Mit allen sieben Staffeln (100%) konnte sich der DSV für die Olympischen Spiele 2020 qualifizieren. Mehr geht einfach nicht. Dies gelang ansonsten nur Australien, den USA und Russland. Der Fokus auf die Staffeln hat sicherlich zur sehr guten Stimmung im Team beigetragen. Durch die vielen unterschiedlichen Charakteren kann dies eine Mannschaft tragen und sicherlich den einen oder anderen Sportler zusätzlich motivieren.
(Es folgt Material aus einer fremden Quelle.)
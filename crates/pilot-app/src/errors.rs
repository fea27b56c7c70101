//! Categorized application errors
//!
//! Maps [`PilotError`] into the shape UI shells need:
//! - a category deciding the toast severity
//! - a user-facing message (backend messages verbatim, otherwise generic)
//! - whether the action may simply be retried

use pilot_core::PilotError;
use std::fmt;

/// Generic message used when the backend gave no usable text
pub const GENERIC_FAILURE_MESSAGE: &str = "Something went wrong. Please try again.";

/// Toast severity
#[derive(Clone, Copy, Debug, PartialEq, Eq, Hash, Default)]
pub enum ToastLevel {
    /// Informational
    #[default]
    Info,
    /// Degraded but recoverable
    Warning,
    /// Action failed
    Error,
}

/// High-level error categories for frontend error handling.
#[derive(Clone, Copy, Debug, PartialEq, Eq, Hash)]
pub enum ErrorCategory {
    /// Backend validation errors (invalid OTP, insufficient balance, ...)
    Validation,
    /// Session expired or invalid; the shell routes to sign in
    Auth,
    /// Connectivity errors (timeouts, unreachable host)
    Network,
    /// Everything else
    Operation,
}

impl ErrorCategory {
    /// Likely to resolve on retry
    #[must_use]
    pub fn is_transient(&self) -> bool {
        matches!(self, Self::Network)
    }

    /// Toast severity for this category
    #[must_use]
    pub fn toast_severity(&self) -> ToastLevel {
        match self {
            Self::Validation => ToastLevel::Info,
            Self::Auth => ToastLevel::Error,
            Self::Network => ToastLevel::Warning,
            Self::Operation => ToastLevel::Error,
        }
    }

    /// Short label
    #[must_use]
    pub fn label(&self) -> &'static str {
        match self {
            Self::Validation => "Validation",
            Self::Auth => "Auth",
            Self::Network => "Network",
            Self::Operation => "Operation",
        }
    }

    /// Hint for the user on how to resolve this category of error.
    #[must_use]
    pub fn resolution_hint(&self) -> &'static str {
        match self {
            Self::Validation => "Check your input and try again",
            Self::Auth => "Please sign in again",
            Self::Network => "Check your network connection and retry",
            Self::Operation => "An unexpected error occurred",
        }
    }
}

impl fmt::Display for ErrorCategory {
    fn fmt(&self, f: &mut fmt::Formatter<'_>) -> fmt::Result {
        write!(f, "{}", self.label())
    }
}

/// Categorized application error
#[derive(Clone, Debug, PartialEq, Eq)]
pub enum AppError {
    /// Network failure; always retryable
    Network { message: String, timed_out: bool },
    /// Session no longer valid
    Auth { context: String },
    /// Backend refused the request
    Validation { status: u16, message: String },
    /// Unexpected condition
    Internal { source: String, message: String },
}

impl AppError {
    /// Category of this error
    pub fn category(&self) -> ErrorCategory {
        match self {
            Self::Network { .. } => ErrorCategory::Network,
            Self::Auth { .. } => ErrorCategory::Auth,
            Self::Validation { .. } => ErrorCategory::Validation,
            Self::Internal { .. } => ErrorCategory::Operation,
        }
    }

    /// Toast severity for this error
    pub fn toast_level(&self) -> ToastLevel {
        self.category().toast_severity()
    }

    /// Whether the user can simply retry
    pub fn is_recoverable(&self) -> bool {
        match self {
            Self::Network { .. } | Self::Validation { .. } => true,
            Self::Auth { .. } | Self::Internal { .. } => false,
        }
    }

    /// Short error code string
    pub fn code(&self) -> &'static str {
        match self {
            Self::Network {
                timed_out: true, ..
            } => "NET_TIMEOUT",
            Self::Network { .. } => "NET_ERROR",
            Self::Auth { .. } => "AUTH_EXPIRED",
            Self::Validation { .. } => "VALIDATION",
            Self::Internal { .. } => "INTERNAL",
        }
    }

    /// Text to show in a toast or alert.
    pub fn user_message(&self) -> String {
        match self {
            Self::Network {
                timed_out: true, ..
            } => "Network timeout. Please check your connection and try again.".to_string(),
            Self::Network { .. } => {
                "Unable to reach the server. Please check your connection.".to_string()
            }
            Self::Auth { .. } => "Your session has expired. Please sign in again.".to_string(),
            Self::Validation { message, .. } if !message.trim().is_empty() => message.clone(),
            Self::Validation { .. } | Self::Internal { .. } => GENERIC_FAILURE_MESSAGE.to_string(),
        }
    }
}

impl From<PilotError> for AppError {
    fn from(err: PilotError) -> Self {
        match err {
            PilotError::Network { message, timed_out } => Self::Network { message, timed_out },
            PilotError::Unauthorized { message } => Self::Auth { context: message },
            PilotError::Rejected { status, message } => Self::Validation { status, message },
            PilotError::Invalid { message } => Self::Validation { status: 0, message },
            PilotError::Serialization { message } => Self::Internal {
                source: "decode".to_string(),
                message,
            },
            PilotError::Storage { message } => Self::Internal {
                source: "storage".to_string(),
                message,
            },
            PilotError::Ad { message } => Self::Internal {
                source: "ads".to_string(),
                message,
            },
            PilotError::Internal { message } => Self::Internal {
                source: "core".to_string(),
                message,
            },
        }
    }
}

impl fmt::Display for AppError {
    fn fmt(&self, f: &mut fmt::Formatter<'_>) -> fmt::Result {
        match self {
            Self::Network { message, .. } => write!(f, "Network error: {message}"),
            Self::Auth { context } => write!(f, "Authentication failed: {context}"),
            Self::Validation { status, message } => {
                write!(f, "Request rejected ({status}): {message}")
            }
            Self::Internal { source, message } => write!(f, "{source}: {message}"),
        }
    }
}

impl std::error::Error for AppError {}

#[cfg(test)]
mod tests {
    use super::*;

    #[test]
    fn backend_message_is_surfaced_verbatim() {
        let err = AppError::from(PilotError::Rejected {
            status: 422,
            message: "Insufficient balance".to_string(),
        });
        assert_eq!(err.user_message(), "Insufficient balance");
        assert_eq!(err.category(), ErrorCategory::Validation);
        assert!(err.is_recoverable());
    }

    #[test]
    fn empty_backend_message_falls_back_to_generic() {
        let err = AppError::from(PilotError::Rejected {
            status: 500,
            message: "  ".to_string(),
        });
        assert_eq!(err.user_message(), GENERIC_FAILURE_MESSAGE);
    }

    #[test]
    fn timeout_is_a_retryable_warning() {
        let err = AppError::from(PilotError::timeout("network timeout after 30000ms"));
        assert_eq!(err.code(), "NET_TIMEOUT");
        assert!(err.is_recoverable());
        assert_eq!(err.toast_level(), ToastLevel::Warning);
        assert!(err.category().is_transient());
    }

    #[test]
    fn unauthorized_routes_to_sign_in() {
        let err = AppError::from(PilotError::unauthorized("expired"));
        assert_eq!(err.code(), "AUTH_EXPIRED");
        assert!(!err.is_recoverable());
        assert_eq!(err.toast_level(), ToastLevel::Error);
    }
}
Ein Sonderlob hat sich sicherlich die WM-Debütantin Anna Elendt verdient. Sie hat ihre Chance genutzt, sich in der Weltspitze zu etablieren. Ihren Erfolg genießen darf sicherlich auch Sarah Köhler, die erfolgreichste WM Athletin im DSV Team. Genau wie Marco Koch, der sich dem Weltniveau wieder deutlich annähern konnte. Und Reva Foos präsentierte sich in den Team-Wettbewerben als sichere Staffelschwimmerin mit Blick Richtung Olympia 2020. Nicht zu vergessen Niklas Frach, der ebenfalls seine Chance nutzte, sich auf der Weltbühne zu präsentieren. Starke HESSEN im vorolympischen Jahr, wohl wissend, dass die Schwimmwelt sehr schnelllebig ist. Diese Erfahrung musste leider auch Alexander Kunert in Korea erfahren. Den internen Ausscheidungskampf für die 4x200m Freistilstaffel hat der Gelnhäuser verloren. Damit blieb im nur die Zuschauerrolle in Gwangju. Aber Kopf hoch – erneut angreifen und Chance nutzen.